Miss Vance looked at her as if she did not quite understand. Then she turned to March. "He might have been unhappy, as we all are; but I know that his life here would have had a higher happiness than we wish for or aim for." The tears began to run silently down her cheeks.

"He looked strangely happy that day when he left me. He had hurt himself somehow, and his face was bleeding from a scratch; he kept his handkerchief up; he was pale, but such a light came into his face when he shook hands—ah, I know he went to try and do what I said!" They were all silent, while she dried her eyes and then put her handkerchief back into the pocket from which she had suddenly pulled it, with a series of vivid, young-ladyish gestures, which struck March by their incongruity with the occasion of their talk, and yet by their harmony with the rest of her elegance. "I am sorry, Miss Vance," he began, "that I can't really tell you anything more—"
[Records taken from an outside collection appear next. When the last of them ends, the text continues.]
use async_trait::async_trait;
use chrono::{DateTime, Utc};
use serde::Serialize;
use std::sync::Arc;
use uuid::Uuid;

use crate::event_sourcing::{DomainEvent, EventStore};

// ============================================================================
// Health Check Abstractions
// ============================================================================
//
// Each backing store reports its own health; `/health` folds them into one
// report whose status is the worst component status.
//
// ============================================================================

/// Health status of a component
#[derive(Debug, Clone, PartialEq, Serialize)]
#[serde(tag = "state", content = "reason", rename_all = "lowercase")]
pub enum HealthStatus {
    Healthy,
    Degraded(String),
    Unhealthy(String),
}

impl HealthStatus {
    pub fn is_healthy(&self) -> bool {
        matches!(self, HealthStatus::Healthy)
    }

    fn severity(&self) -> u8 {
        match self {
            HealthStatus::Healthy => 0,
            HealthStatus::Degraded(_) => 1,
            HealthStatus::Unhealthy(_) => 2,
        }
    }
}

/// Health information for a component
#[derive(Debug, Clone, Serialize)]
#[serde(rename_all = "camelCase")]
pub struct ComponentHealth {
    pub name: String,
    pub status: HealthStatus,
    pub last_check: DateTime<Utc>,
    #[serde(skip_serializing_if = "Option::is_none")]
    pub details: Option<String>,
}

impl ComponentHealth {
    pub fn new(name: impl Into<String>, status: HealthStatus) -> Self {
        Self {
            name: name.into(),
            status,
            last_check: Utc::now(),
            details: None,
        }
    }

    pub fn with_details(mut self, details: impl Into<String>) -> Self {
        self.details = Some(details.into());
        self
    }
}

/// Anything `/health` can probe
#[async_trait]
pub trait HealthCheckable: Send + Sync {
    async fn check_health(&self) -> ComponentHealth;

    fn component_name(&self) -> &str;
}

/// Probes an event store with a cheap version read on a nil stream
pub struct EventStoreProbe<E: DomainEvent + 'static> {
    name: String,
    store: Arc<dyn EventStore<E>>,
}

impl<E: DomainEvent + 'static> EventStoreProbe<E> {
    pub fn new(name: impl Into<String>, store: Arc<dyn EventStore<E>>) -> Self {
        Self {
            name: name.into(),
            store,
        }
    }
}

#[async_trait]
impl<E: DomainEvent + 'static> HealthCheckable for EventStoreProbe<E> {
    async fn check_health(&self) -> ComponentHealth {
        let status = match self.store.current_version(Uuid::nil()).await {
            Ok(_) => HealthStatus::Healthy,
            Err(e) => HealthStatus::Unhealthy(e.to_string()),
        };
        ComponentHealth::new(self.name.clone(), status).with_details(self.store.backend_name())
    }

    fn component_name(&self) -> &str {
        &self.name
    }
}

#[derive(Debug, Clone, Serialize)]
pub struct HealthReport {
    pub status: HealthStatus,
    pub components: Vec<ComponentHealth>,
}

impl HealthReport {
    pub fn from_components(components: Vec<ComponentHealth>) -> Self {
        let status = components
            .iter()
            .map(|c| c.status.clone())
            .max_by_key(HealthStatus::severity)
            .unwrap_or(HealthStatus::Healthy);
        Self { status, components }
    }
}

pub async fn check_all(checks: &[Arc<dyn HealthCheckable>]) -> HealthReport {
    let components = futures_util::future::join_all(checks.iter().map(|c| c.check_health())).await;
    HealthReport::from_components(components)
}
"You are very kind," she said, controlling herself and rising quickly. "I thank you—thank you both very much." She turned to Mrs. March and shook hands with her and then with him. "I might have known—I did know that there wasn't anything more for you to tell. But at least I've found out from you that there was nothing, and now I can begin to bear what I must. How are those poor creatures—his mother and father, his sisters? Some day, I hope, I shall be ashamed to have postponed them to the thought of myself; but I can't pretend to be yet. I could not come to the funeral; I wanted to."
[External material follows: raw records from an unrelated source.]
use chrono::{DateTime, Utc};
use rust_decimal::Decimal;
use serde::{Deserialize, Serialize};

use super::errors::CouponError;

// ============================================================================
// Coupon Value Objects
// ============================================================================

const MAX_CODE_LEN: usize = 32;

/// Coupon code, trimmed and upper-cased.
#[derive(Debug, Clone, PartialEq, Eq, Hash, Serialize, Deserialize)]
#[serde(try_from = "String", into = "String")]
pub struct CouponCode(String);

impl CouponCode {
    pub fn parse(raw: &str) -> Result<Self, CouponError> {
        let code = raw.trim().to_uppercase();
        if code.is_empty() {
            return Err(CouponError::EmptyCode);
        }
        if code.len() > MAX_CODE_LEN
            || !code.chars().all(|c| c.is_ascii_alphanumeric() || c == '-' || c == '_')
        {
            return Err(CouponError::InvalidCode(raw.to_string()));
        }
        Ok(Self(code))
    }

    pub fn as_str(&self) -> &str {
        &self.0
    }
}

impl TryFrom<String> for CouponCode {
    type Error = CouponError;

    fn try_from(value: String) -> Result<Self, Self::Error> {
        Self::parse(&value)
    }
}

impl From<CouponCode> for String {
    fn from(code: CouponCode) -> Self {
        code.0
    }
}

impl std::fmt::Display for CouponCode {
    fn fmt(&self, f: &mut std::fmt::Formatter<'_>) -> std::fmt::Result {
        f.write_str(&self.0)
    }
}

#[derive(Debug, Clone, Copy, PartialEq, Eq, Serialize, Deserialize)]
pub enum CouponStatus {
    Active,
    Inactive,
}

/// Coupon definition as created by an admin.
#[derive(Debug, Clone, PartialEq, Serialize, Deserialize)]
pub struct Coupon {
    pub code: CouponCode,
    /// Percentage, 0 < discount <= 100
    pub discount: Decimal,
    /// Subtotal floor below which the coupon does not apply
    pub minimum_amount: Decimal,
    /// Optional cap on the discount amount
    #[serde(alias = "max_amount")]
    pub max_discount: Option<Decimal>,
    /// Redemptions allowed per user
    pub usage_limit: u32,
    pub status: CouponStatus,
    pub expires_at: Option<DateTime<Utc>>,
    pub created_at: DateTime<Utc>,
}

/// Coupon as recorded on an order at checkout.
///
/// Decoupled from the live definition; an invalidated coupon keeps the
/// snapshot with `code: None` and a zero discount.
#[derive(Debug, Clone, PartialEq, Serialize, Deserialize)]
pub struct CouponSnapshot {
    pub code: Option<String>,
    pub discount_amount: Decimal,
}

impl CouponSnapshot {
    pub fn applied(code: &CouponCode, discount_amount: Decimal) -> Self {
        Self {
            code: Some(code.as_str().to_string()),
            discount_amount,
        }
    }

    pub fn cleared() -> Self {
        Self {
            code: None,
            discount_amount: Decimal::ZERO,
        }
    }

    /// True when the snapshot still discounts the order.
    pub fn is_active(&self) -> bool {
        self.code.is_some() && self.discount_amount > Decimal::ZERO
    }
}

/// Result of applying a coupon to a cart before checkout.
#[derive(Debug, Clone, PartialEq, Serialize)]
#[serde(rename_all = "camelCase")]
pub struct AppliedCoupon {
    pub code: String,
    #[serde(with = "rust_decimal::serde::float")]
    pub discount: Decimal,
    #[serde(with = "rust_decimal::serde::float")]
    pub discount_amount: Decimal,
    #[serde(with = "rust_decimal::serde::float")]
    pub subtotal: Decimal,
}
She addressed her question to Mrs. March, who answered: "I can understand. But they were pleased with the flowers you sent; people are, at such times, and they haven't many friends."
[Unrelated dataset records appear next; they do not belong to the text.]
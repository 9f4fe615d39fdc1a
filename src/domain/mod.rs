// ============================================================================
// Domain Layer - Business Logic
// ============================================================================
//
// Event-sourced aggregates (order, wallet) each have their own subdirectory
// with value objects, events, commands, errors and the aggregate itself.
// Coupons and inventory are plain records behind repository traits, since
// their only concurrent writes are counter increments.
//
// This layer is completely separate from the event sourcing infrastructure.
//
// ============================================================================

pub mod coupon;
pub mod inventory;
pub mod order;
pub mod reconciliation;
pub mod wallet;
"Would you go to see them?" asked the girl. "Would you tell them what
I've told you?"

Mrs. March looked at her husband.

"I don't see what good it would do. They wouldn't understand. But if it would relieve you—"

"I'll wait till it isn't a question of self-relief," said the girl.
"Good-bye!"

She left them to long debate of the event. At the end Mrs. March said, "She is a strange being; such a mixture of the society girl and the saint."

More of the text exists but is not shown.